Only one range belongs in the answer: the line holding "one starts lagging." through the last line of the records, reproduced as is.

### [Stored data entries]
* * * * *
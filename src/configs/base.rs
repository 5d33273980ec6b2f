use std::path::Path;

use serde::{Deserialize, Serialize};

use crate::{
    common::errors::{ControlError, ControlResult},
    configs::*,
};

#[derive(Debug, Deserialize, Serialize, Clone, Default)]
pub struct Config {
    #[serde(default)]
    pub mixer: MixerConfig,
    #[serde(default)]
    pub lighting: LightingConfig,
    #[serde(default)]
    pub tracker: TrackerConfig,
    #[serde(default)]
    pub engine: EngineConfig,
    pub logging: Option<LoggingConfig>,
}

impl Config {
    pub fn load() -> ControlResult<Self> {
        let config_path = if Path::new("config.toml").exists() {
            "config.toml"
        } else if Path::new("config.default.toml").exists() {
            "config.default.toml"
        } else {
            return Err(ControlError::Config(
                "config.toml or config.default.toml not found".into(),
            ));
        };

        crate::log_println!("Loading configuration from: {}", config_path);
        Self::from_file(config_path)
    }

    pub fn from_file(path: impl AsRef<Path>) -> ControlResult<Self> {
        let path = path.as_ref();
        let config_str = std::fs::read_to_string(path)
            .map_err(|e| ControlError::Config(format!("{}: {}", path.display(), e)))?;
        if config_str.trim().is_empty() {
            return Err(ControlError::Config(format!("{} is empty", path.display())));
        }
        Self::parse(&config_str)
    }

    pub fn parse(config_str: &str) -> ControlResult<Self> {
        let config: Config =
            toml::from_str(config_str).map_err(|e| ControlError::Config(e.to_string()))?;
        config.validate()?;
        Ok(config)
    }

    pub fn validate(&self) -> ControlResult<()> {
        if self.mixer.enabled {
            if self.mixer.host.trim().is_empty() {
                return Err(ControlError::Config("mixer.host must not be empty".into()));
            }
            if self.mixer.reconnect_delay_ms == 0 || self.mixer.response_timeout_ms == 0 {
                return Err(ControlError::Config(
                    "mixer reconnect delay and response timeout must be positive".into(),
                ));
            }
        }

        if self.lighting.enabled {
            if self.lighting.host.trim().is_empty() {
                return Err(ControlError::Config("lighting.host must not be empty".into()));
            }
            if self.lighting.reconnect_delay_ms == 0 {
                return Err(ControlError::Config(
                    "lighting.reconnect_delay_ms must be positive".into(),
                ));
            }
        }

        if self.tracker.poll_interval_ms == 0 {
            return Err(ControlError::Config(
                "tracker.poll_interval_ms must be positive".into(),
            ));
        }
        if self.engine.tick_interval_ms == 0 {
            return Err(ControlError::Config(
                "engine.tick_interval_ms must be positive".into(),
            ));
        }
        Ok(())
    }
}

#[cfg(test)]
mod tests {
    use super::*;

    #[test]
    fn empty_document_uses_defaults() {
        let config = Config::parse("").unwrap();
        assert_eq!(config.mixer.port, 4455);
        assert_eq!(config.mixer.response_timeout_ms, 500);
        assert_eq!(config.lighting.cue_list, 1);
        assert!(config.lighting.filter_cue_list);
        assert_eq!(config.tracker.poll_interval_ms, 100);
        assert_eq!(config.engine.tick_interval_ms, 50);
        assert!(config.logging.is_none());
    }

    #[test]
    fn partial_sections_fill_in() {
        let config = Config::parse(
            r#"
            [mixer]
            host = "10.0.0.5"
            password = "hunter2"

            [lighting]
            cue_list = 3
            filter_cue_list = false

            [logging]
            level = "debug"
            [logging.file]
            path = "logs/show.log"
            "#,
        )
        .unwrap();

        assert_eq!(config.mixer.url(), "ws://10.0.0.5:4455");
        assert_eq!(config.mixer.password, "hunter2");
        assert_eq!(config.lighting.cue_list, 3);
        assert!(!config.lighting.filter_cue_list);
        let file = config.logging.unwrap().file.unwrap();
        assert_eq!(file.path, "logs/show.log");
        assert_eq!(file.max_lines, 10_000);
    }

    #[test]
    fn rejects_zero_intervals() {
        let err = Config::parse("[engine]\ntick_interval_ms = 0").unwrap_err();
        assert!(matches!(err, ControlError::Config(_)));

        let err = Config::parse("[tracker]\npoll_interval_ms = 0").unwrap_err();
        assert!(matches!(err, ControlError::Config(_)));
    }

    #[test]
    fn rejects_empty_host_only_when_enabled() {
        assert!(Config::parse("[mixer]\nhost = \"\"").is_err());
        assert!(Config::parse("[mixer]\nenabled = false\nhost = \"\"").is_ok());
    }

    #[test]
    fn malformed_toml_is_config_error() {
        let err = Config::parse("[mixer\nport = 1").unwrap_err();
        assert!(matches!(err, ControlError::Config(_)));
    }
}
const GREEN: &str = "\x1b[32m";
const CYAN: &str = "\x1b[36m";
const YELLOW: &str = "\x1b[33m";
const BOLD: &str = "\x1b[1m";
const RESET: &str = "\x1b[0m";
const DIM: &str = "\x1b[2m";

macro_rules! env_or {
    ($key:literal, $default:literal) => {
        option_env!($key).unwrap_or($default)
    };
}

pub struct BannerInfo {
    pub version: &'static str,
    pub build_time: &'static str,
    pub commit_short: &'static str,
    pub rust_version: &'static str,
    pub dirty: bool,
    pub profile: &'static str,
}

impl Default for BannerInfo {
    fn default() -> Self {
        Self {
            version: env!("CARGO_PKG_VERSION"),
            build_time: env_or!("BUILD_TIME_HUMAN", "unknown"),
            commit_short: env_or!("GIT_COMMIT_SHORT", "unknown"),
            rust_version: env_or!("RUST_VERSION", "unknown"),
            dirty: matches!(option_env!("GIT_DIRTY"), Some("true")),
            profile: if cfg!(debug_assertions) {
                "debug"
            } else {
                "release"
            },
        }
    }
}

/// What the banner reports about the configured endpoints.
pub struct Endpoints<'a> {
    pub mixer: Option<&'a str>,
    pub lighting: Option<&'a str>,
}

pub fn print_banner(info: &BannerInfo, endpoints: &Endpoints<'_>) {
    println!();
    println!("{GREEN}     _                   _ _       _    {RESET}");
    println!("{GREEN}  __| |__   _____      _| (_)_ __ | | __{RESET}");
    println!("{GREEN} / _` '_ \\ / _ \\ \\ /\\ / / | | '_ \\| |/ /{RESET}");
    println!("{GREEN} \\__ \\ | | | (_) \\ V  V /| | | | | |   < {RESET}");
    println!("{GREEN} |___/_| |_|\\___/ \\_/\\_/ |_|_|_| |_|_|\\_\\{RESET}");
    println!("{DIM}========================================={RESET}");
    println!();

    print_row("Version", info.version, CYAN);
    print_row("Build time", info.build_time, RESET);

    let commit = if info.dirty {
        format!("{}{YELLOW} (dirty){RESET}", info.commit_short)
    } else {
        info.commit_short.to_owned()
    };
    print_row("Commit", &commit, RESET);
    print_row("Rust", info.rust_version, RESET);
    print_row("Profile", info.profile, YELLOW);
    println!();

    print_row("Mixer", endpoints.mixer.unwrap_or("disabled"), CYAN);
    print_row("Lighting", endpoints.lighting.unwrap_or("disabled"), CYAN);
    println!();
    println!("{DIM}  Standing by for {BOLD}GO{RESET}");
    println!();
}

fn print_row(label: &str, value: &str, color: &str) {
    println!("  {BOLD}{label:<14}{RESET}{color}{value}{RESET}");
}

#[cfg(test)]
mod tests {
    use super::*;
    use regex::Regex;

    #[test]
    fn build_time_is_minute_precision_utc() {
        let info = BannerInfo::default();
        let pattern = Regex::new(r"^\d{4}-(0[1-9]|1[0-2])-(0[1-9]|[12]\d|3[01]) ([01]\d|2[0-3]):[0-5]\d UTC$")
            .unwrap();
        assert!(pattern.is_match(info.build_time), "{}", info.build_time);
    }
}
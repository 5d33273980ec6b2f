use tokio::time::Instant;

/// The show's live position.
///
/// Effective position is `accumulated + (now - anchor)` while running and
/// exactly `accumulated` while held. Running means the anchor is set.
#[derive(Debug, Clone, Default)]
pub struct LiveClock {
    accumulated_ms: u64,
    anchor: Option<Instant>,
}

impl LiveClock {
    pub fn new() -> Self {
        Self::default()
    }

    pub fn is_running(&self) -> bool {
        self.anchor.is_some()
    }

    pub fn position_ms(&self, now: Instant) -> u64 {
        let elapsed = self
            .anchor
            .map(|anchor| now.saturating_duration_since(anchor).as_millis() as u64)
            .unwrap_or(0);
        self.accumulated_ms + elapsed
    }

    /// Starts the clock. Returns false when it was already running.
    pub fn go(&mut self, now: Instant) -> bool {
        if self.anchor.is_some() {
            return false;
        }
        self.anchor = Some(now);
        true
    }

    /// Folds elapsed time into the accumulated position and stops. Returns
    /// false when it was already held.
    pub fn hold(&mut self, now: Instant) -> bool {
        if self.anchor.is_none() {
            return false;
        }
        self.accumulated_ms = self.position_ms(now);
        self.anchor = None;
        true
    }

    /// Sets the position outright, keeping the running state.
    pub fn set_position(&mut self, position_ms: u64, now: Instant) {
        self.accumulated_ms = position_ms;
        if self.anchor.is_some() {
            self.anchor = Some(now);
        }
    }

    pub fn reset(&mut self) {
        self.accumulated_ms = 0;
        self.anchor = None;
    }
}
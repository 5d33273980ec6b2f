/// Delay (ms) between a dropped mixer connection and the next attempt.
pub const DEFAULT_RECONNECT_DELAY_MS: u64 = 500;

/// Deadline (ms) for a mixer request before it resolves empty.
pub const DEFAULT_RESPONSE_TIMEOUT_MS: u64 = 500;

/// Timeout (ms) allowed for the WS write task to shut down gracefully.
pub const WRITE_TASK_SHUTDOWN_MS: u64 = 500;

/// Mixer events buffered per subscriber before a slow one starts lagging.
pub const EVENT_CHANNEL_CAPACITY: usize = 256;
* * * * *
### [Your solution]
/// Mixer events buffered per subscriber before a slow one starts lagging.
pub const EVENT_CHANNEL_CAPACITY: usize = 256;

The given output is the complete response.